> Exercise brief
From the data below, return each line in which the string "first" is found.

> Input records
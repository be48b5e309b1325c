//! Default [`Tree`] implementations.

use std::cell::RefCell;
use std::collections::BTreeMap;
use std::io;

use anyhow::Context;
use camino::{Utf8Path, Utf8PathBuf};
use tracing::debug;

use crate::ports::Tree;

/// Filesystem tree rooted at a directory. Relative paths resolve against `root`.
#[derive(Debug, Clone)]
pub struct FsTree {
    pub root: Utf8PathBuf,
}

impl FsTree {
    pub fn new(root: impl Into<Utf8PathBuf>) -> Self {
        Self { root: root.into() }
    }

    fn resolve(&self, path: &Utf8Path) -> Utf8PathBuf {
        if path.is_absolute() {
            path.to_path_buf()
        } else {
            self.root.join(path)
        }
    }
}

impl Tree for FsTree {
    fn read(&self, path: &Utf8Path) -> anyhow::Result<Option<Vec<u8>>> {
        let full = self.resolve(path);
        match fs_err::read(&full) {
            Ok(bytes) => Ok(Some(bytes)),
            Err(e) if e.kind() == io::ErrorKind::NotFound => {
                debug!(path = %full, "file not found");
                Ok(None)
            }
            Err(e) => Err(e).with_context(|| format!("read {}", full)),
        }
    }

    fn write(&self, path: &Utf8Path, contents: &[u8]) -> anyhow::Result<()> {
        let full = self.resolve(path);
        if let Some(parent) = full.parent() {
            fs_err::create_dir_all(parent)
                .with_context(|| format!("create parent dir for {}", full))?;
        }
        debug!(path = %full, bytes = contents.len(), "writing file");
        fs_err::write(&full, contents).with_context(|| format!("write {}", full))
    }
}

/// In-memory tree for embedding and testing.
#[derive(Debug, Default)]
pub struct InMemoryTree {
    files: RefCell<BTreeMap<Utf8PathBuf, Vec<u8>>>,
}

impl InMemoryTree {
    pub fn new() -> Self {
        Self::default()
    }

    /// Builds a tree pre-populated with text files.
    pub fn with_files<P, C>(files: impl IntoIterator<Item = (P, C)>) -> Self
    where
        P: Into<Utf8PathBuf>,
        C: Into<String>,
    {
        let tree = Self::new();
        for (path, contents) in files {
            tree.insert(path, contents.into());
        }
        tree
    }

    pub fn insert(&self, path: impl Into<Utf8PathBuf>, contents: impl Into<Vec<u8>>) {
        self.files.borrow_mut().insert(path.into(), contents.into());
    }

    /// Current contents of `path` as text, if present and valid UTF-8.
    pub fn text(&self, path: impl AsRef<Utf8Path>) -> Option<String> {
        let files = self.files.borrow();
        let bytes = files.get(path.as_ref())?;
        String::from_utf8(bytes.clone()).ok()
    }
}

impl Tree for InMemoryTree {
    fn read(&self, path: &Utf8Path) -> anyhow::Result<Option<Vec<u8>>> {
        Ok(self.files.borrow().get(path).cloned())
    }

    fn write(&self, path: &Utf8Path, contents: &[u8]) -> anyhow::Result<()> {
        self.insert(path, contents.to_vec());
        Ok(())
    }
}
--
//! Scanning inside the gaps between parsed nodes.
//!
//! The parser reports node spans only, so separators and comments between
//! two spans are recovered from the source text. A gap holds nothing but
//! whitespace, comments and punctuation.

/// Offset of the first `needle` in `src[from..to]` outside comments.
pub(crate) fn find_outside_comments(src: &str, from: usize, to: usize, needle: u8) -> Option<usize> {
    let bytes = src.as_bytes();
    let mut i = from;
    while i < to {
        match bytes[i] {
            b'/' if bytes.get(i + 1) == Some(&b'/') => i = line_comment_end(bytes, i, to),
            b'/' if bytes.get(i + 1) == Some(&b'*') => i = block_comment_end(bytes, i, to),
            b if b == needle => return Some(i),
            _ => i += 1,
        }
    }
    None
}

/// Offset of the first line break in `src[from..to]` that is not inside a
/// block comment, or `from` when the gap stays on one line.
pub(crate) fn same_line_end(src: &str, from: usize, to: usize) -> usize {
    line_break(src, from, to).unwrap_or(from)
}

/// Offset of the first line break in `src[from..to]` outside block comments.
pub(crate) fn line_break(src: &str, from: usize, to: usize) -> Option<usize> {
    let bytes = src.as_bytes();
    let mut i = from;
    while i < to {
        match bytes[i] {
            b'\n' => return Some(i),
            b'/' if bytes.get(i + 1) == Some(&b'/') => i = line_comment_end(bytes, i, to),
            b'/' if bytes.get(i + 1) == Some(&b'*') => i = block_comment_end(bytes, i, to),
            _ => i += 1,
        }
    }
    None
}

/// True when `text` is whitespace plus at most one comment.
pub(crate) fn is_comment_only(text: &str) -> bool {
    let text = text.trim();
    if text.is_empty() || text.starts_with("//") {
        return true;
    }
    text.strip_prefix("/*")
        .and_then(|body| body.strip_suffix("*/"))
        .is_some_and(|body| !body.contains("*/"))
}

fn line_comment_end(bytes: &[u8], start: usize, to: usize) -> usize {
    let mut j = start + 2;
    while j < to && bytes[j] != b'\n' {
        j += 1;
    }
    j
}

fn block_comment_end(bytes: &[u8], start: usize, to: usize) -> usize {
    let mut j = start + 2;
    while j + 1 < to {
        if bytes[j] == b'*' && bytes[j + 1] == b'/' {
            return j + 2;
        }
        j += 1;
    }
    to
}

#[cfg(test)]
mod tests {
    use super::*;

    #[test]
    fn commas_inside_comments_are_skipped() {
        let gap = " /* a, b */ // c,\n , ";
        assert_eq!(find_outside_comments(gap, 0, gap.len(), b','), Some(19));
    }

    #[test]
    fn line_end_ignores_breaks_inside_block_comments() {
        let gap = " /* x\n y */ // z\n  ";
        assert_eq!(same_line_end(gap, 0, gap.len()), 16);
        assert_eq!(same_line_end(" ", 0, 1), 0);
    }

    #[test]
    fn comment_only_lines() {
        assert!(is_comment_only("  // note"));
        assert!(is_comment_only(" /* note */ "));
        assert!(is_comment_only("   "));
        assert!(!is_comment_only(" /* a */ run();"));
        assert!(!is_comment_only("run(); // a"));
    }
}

> Response
/// Offset of the first `needle` in `src[from..to]` outside comments.
/// Offset of the first line break in `src[from..to]` that is not inside a
/// Offset of the first line break in `src[from..to]` outside block comments.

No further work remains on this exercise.